В-четвертых, той властью над умами, которую СССР приобрел на втором десятке лет после своей кончины, в последний год своей жизни он отнюдь не располагал. О советском, а также красном проекте много стали говорить, когда уже и могила СССР заросла до неприметности. При жизни же покойного никакой особой проектности (и даже простого благоустройства) никто в упор не видел. По состоянию на 1991 г. дебаты о судьбе СССР сводились к альтернативным вариантам закрытия: либо подстелив соломки, мягко и осторожно, либо лучше ужасный конец, чем бесконечный ужас. По мере прогрессирующего развала хозяйственной жизни второй подход делался более распространенным, а трехдневная история с и.о. президента СССР Г.И. Янаевым окончательно умножила число сторонников такого подхода. Идея же "Союз, пусть даже и под началом Янаева с Крючковым - превыше всего" умами не владела ни в какой мере. А ведь только такая идея могла бы служить надежным заслоном против Преображенской революции.
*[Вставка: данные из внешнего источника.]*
//! Per-file fingerprints and their one-line text form.

use crate::config::HashingConfig;
use crate::utils::hash::{hash_file_streaming, is_valid_digest};
use crate::utils::paths::unescape_manifest_path;
use anyhow::{Context, Result};
use chrono::{DateTime, Local, NaiveDateTime, Timelike};
use std::fmt;
use std::path::Path;
use std::time::SystemTime;

/// Timestamp layout with a fixed six-digit fraction.
pub const TIMESTAMP_FORMAT: &str = "%Y-%m-%d %H:%M:%S%.6f";

/// Rendered width of [`TIMESTAMP_FORMAT`].
pub const TIMESTAMP_LEN: usize = 26;

/// Fingerprint of a single file: modification time, content digest and path.
#[derive(Debug, Clone, PartialEq, Eq)]
pub struct FileRecord {
    /// Local wall-clock modification time, microsecond precision
    pub modified: NaiveDateTime,
    /// Lowercase hex 128-bit digest of the content
    pub digest: String,
    /// `./`-prefixed, `/`-separated path relative to the snapshot root, with
    /// backslashes and control characters escaped
    pub path: String,
}

impl FileRecord {
    /// Build a record, truncating `modified` to whole microseconds.
    #[must_use]
    pub fn new(modified: NaiveDateTime, digest: String, path: String) -> Self {
        Self {
            modified: truncate_to_micros(modified),
            digest,
            path,
        }
    }

    /// Fingerprint the file at `root/relative`.
    ///
    /// `path` is the already-rendered manifest path for `relative`.
    ///
    /// # Errors
    ///
    /// Returns an error if the file's metadata or content cannot be read.
    pub fn fingerprint(
        root: &Path,
        relative: &Path,
        path: String,
        hashing: &HashingConfig,
    ) -> Result<Self> {
        let absolute = root.join(relative);

        let metadata = std::fs::metadata(&absolute)
            .with_context(|| format!("Failed to read metadata of {}", absolute.display()))?;
        let modified = metadata.modified().with_context(|| {
            format!("Modification time unavailable for {}", absolute.display())
        })?;

        let digest = hash_file_streaming(&absolute, hashing.algorithm, hashing.block_size)?;

        Ok(Self::new(local_time(modified), digest, path))
    }

    /// The timestamp as it appears in a manifest line.
    #[must_use]
    pub fn timestamp(&self) -> String {
        self.modified.format(TIMESTAMP_FORMAT).to_string()
    }

    /// Parse one manifest line (without its trailing newline).
    ///
    /// # Errors
    ///
    /// Returns an error if the timestamp, digest or path field is malformed.
    pub fn parse_line(line: &str) -> Result<Self> {
        let mut parts = line.splitn(4, ' ');
        let (Some(date), Some(time), Some(digest), Some(path)) =
            (parts.next(), parts.next(), parts.next(), parts.next())
        else {
            anyhow::bail!("Expected '<timestamp> <digest> <path>', got {line:?}");
        };

        let stamp = &line[..date.len() + 1 + time.len()];
        if stamp.len() != TIMESTAMP_LEN {
            anyhow::bail!("Timestamp must have a six-digit fraction: {stamp:?}");
        }
        let modified = NaiveDateTime::parse_from_str(stamp, TIMESTAMP_FORMAT)
            .with_context(|| format!("Invalid timestamp: {stamp:?}"))?;

        if !is_valid_digest(digest) {
            anyhow::bail!("Invalid digest: {digest:?}");
        }
        if path.is_empty() {
            anyhow::bail!("Missing path");
        }
        unescape_manifest_path(path)?;

        Ok(Self::new(modified, digest.to_string(), path.to_string()))
    }
}

impl fmt::Display for FileRecord {
    fn fmt(&self, f: &mut fmt::Formatter<'_>) -> fmt::Result {
        write!(f, "{} {} {}", self.timestamp(), self.digest, self.path)
    }
}

/// Convert a filesystem time to local wall-clock time.
#[must_use]
pub fn local_time(time: SystemTime) -> NaiveDateTime {
    DateTime::<Local>::from(time).naive_local()
}

fn truncate_to_micros(time: NaiveDateTime) -> NaiveDateTime {
    let nanos = time.nanosecond();
    time.with_nanosecond(nanos - nanos % 1_000).unwrap_or(time)
}

#[cfg(test)]
mod tests {
    use super::*;
    use crate::utils::hash::hash_bytes;
    use chrono::NaiveDate;
    use std::fs;
    use tempfile::TempDir;

    fn at(h: u32, m: u32, s: u32, nanos: u32) -> NaiveDateTime {
        NaiveDate::from_ymd_opt(2024, 3, 9)
            .and_then(|d| d.and_hms_nano_opt(h, m, s, nanos))
            .unwrap()
    }

    #[test]
    fn test_whole_seconds_are_zero_padded() {
        let record = FileRecord::new(at(7, 5, 3, 0), hash_bytes(b"a"), "./a".to_string());
        assert_eq!(record.timestamp(), "2024-03-09 07:05:03.000000");
        assert_eq!(record.timestamp().len(), TIMESTAMP_LEN);
    }

    #[test]
    fn test_sub_microsecond_digits_truncated() {
        let record = FileRecord::new(at(0, 0, 0, 123_456_789), hash_bytes(b"a"), "./a".into());
        assert_eq!(record.timestamp(), "2024-03-09 00:00:00.123456");
        assert_eq!(record.modified.nanosecond(), 123_456_000);
    }

    #[test]
    fn test_line_format() {
        let digest = hash_bytes(b"content");
        let record = FileRecord::new(at(12, 0, 1, 500_000_000), digest.clone(), "./x y".into());
        assert_eq!(
            record.to_string(),
            format!("2024-03-09 12:00:01.500000 {digest} ./x y")
        );
    }

    #[test]
    fn test_parse_line_with_spaces_in_path() -> Result<()> {
        let digest = hash_bytes(b"content");
        let line = format!("2024-03-09 12:00:01.500000 {digest} ./dir/a file  with spaces");
        let record = FileRecord::parse_line(&line)?;

        assert_eq!(record.path, "./dir/a file  with spaces");
        assert_eq!(record.digest, digest);
        assert_eq!(record.to_string(), line);
        Ok(())
    }

    #[test]
    fn test_parse_line_keeps_escaped_path() -> Result<()> {
        let line = format!("2024-03-09 12:00:01.500000 {} ./a\\nb\\\\c", hash_bytes(b"x"));
        let record = FileRecord::parse_line(&line)?;

        assert_eq!(record.path, "./a\\nb\\\\c");
        assert_eq!(unescape_manifest_path(&record.path)?, "./a\nb\\c");
        assert_eq!(record.to_string(), line);
        Ok(())
    }

    #[test]
    fn test_parse_line_rejects_bad_escape() {
        let line = format!("2024-03-09 12:00:01.500000 {} ./a\\q", hash_bytes(b"x"));
        assert!(FileRecord::parse_line(&line).is_err());
    }

    #[test]
    fn test_parse_line_rejects_short_fraction() {
        let line = format!("2024-03-09 12:00:01.5 {} ./a", hash_bytes(b"a"));
        assert!(FileRecord::parse_line(&line).is_err());
    }

    #[test]
    fn test_parse_line_rejects_bad_digest() {
        assert!(FileRecord::parse_line("2024-03-09 12:00:01.000000 nothex ./a").is_err());
    }

    #[test]
    fn test_parse_line_rejects_missing_fields() {
        assert!(FileRecord::parse_line("2024-03-09 12:00:01.000000").is_err());
        assert!(FileRecord::parse_line("").is_err());
    }

    #[test]
    fn test_fingerprint_reads_content_and_mtime() -> Result<()> {
        let dir = TempDir::new()?;
        fs::create_dir(dir.path().join("sub"))?;
        fs::write(dir.path().join("sub/file.txt"), b"payload")?;

        let relative = Path::new("sub/file.txt");
        let hashing = HashingConfig {
            block_size: 3,
            ..HashingConfig::default()
        };
        let record = FileRecord::fingerprint(dir.path(), relative, "./sub/file.txt".into(), &hashing)?;

        let mtime = fs::metadata(dir.path().join(relative))?.modified()?;
        assert_eq!(record.digest, hash_bytes(b"payload"));
        assert_eq!(record.path, "./sub/file.txt");
        assert_eq!(record.modified, truncate_to_micros(local_time(mtime)));
        Ok(())
    }

    #[test]
    fn test_fingerprint_missing_file_fails() -> Result<()> {
        let dir = TempDir::new()?;
        let result =
            FileRecord::fingerprint(dir.path(), Path::new("gone"), "./gone".into(), &HashingConfig::default());
        assert!(result.is_err());
        Ok(())
    }
}
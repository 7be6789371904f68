//! Infrastructure layer - Adapter implementations
//!
//! Concrete implementations of the application layer's port traits,
//! backed by external tools and platform services.

pub mod config;
pub mod encoder;
pub mod foreground;
pub mod notification;
pub mod overlay;
pub mod projection;
pub mod storage;

// Re-export adapters
pub use config::XdgConfigStore;
pub use encoder::FfmpegScreenEncoder;
pub use foreground::XdotoolForegroundInspector;
pub use notification::NotifyRustNotifier;
pub use overlay::{LayerShellOverlayHost, OverlayFrame};
pub use projection::X11ProjectionSource;
pub use storage::MediaDirStore;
В-пятых, убежденность в том, что нет режима более злого и увертливого, чем коммунистический, являлась тогда господствующей. Злого - ибо послужной список коммунизма, только-только сделавшийся предметом широкого публичного обсуждения, был подлинно впечатляющим (отвлекаясь от сегодняшней злобы дня и других послужных списков, он и поныне таким остается). Увертливым - ибо история коммунизма сохранила довольно случаев тактического отступления с последующим возвращением на круги своя. Собственно, большая часть горбачевской перестройки сопровождалась именно такими ожиданиями - "Товарищ, верь, пройдет она, // И вот тогда в госбезопасности // Припомнят наши имена". Когда ГКЧП предстал зримым подтверждением этой ожидаемой злой увертливости, реакция была вполне ожидаемой - бить до конца, чтобы больше не встали.
Наконец, в-шестых, этот объективно сильнейший антипутчистский потенциал тогдашнего русского общества дополнялся прирожденным вождем - Б.Н. Ельциным. Сегодня, когда каждый Хинштейн считает своим долгом пнуть этого мужа, пинки, кажется, достигли своей цели. Многие люди искренне не помнят, что в 1991 г. Ельцин был авторитетнейшим лидером, и его "Нет!", сказанное 19 августа, было не пустым звуком, но царственным гласом. В те дни народ имел своего вождя, а в момент исторического противостояния это дорогого стоит.
Можно указывать еще и на иные факторы, но и вышеприведенных довольно для того, чтобы увидеть, как Господь Бог долго терпит, да больно бьет. Когда утром 19-го теледикторы огласили заявление ГКЧП, все многочисленные линзы А-изделия выстрелились в одну точку и произошел обжим с последующей эксплозией. А равно и Господней правды молот. Но согласное соединение такого количества обстоятельств - вещь в истории редчайшая. Это не какая-нибудь оранжевая, прости Господи, революция - это катаклизм на самом деле всемирно-исторического масштаба.
Так что и ребята из АП и около АП, не способные видеть в звездных часах человечества ничего, кроме простейших разводок, и ребята с противной стороны, полагающие, что наступление звездных часов зависит единственно от их желания, могут успокоиться. Новый Август ребятам и не угрожает, и не светит. Уж слишком редкостны такие часы в истории, часы подготовляемые десятилетиями, если не веками.